Taking the line with "records, but the" as the start, reproduce every line until the records end, exactly and with nothing added.

(Dataset entries)
_ _ _ _ _

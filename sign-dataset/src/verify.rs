//! Drops instances whose video does not decode.

use crate::{
    common::*,
    dataset::ClipDataset,
    manifest::Instance,
    utils::RateCounter,
};

/// Decode every instance once and keep those with a non-zero clip.
///
/// The output preserves the dataset order.
pub async fn verify_instances(
    dataset: Arc<ClipDataset>,
    num_workers: usize,
) -> Result<Vec<Instance>> {
    let total = dataset.num_records();
    let mut stream = dataset.clone().stream(num_workers)?;
    let mut verified = vec![];
    let mut next_index = 0;
    let mut rate_counter = RateCounter::with_second_interval();

    while let Some(record) = stream.try_next().await? {
        ensure!(
            record.index == next_index,
            "expect record {}, but get record {}",
            next_index,
            record.index
        );
        next_index += 1;

        if record.is_degenerate() {
            debug!("video '{}' decodes to an empty clip", record.video_id);
        } else {
            verified.push(dataset.instances()[record.index].clone());
        }

        rate_counter.add(1.0);
        if let Some(rate) = rate_counter.rate() {
            info!("verified {}/{} videos, {:.2} videos/s", next_index, total, rate);
        }
    }

    ensure!(
        next_index == total,
        "expect {} records, but the stream ended after {}",
        total,
        next_index
    );

    info!(
        "Verification complete. {}/{} videos loaded successfully.",
        verified.len(),
        total
    );

    Ok(verified)
}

_ _ _ _ _

● Task solution
        "expect {} records, but the stream ended after {}",
        total,
        next_index
    );

    info!(
        "Verification complete. {}/{} videos loaded successfully.",
        verified.len(),
        total
    );

    Ok(verified)
}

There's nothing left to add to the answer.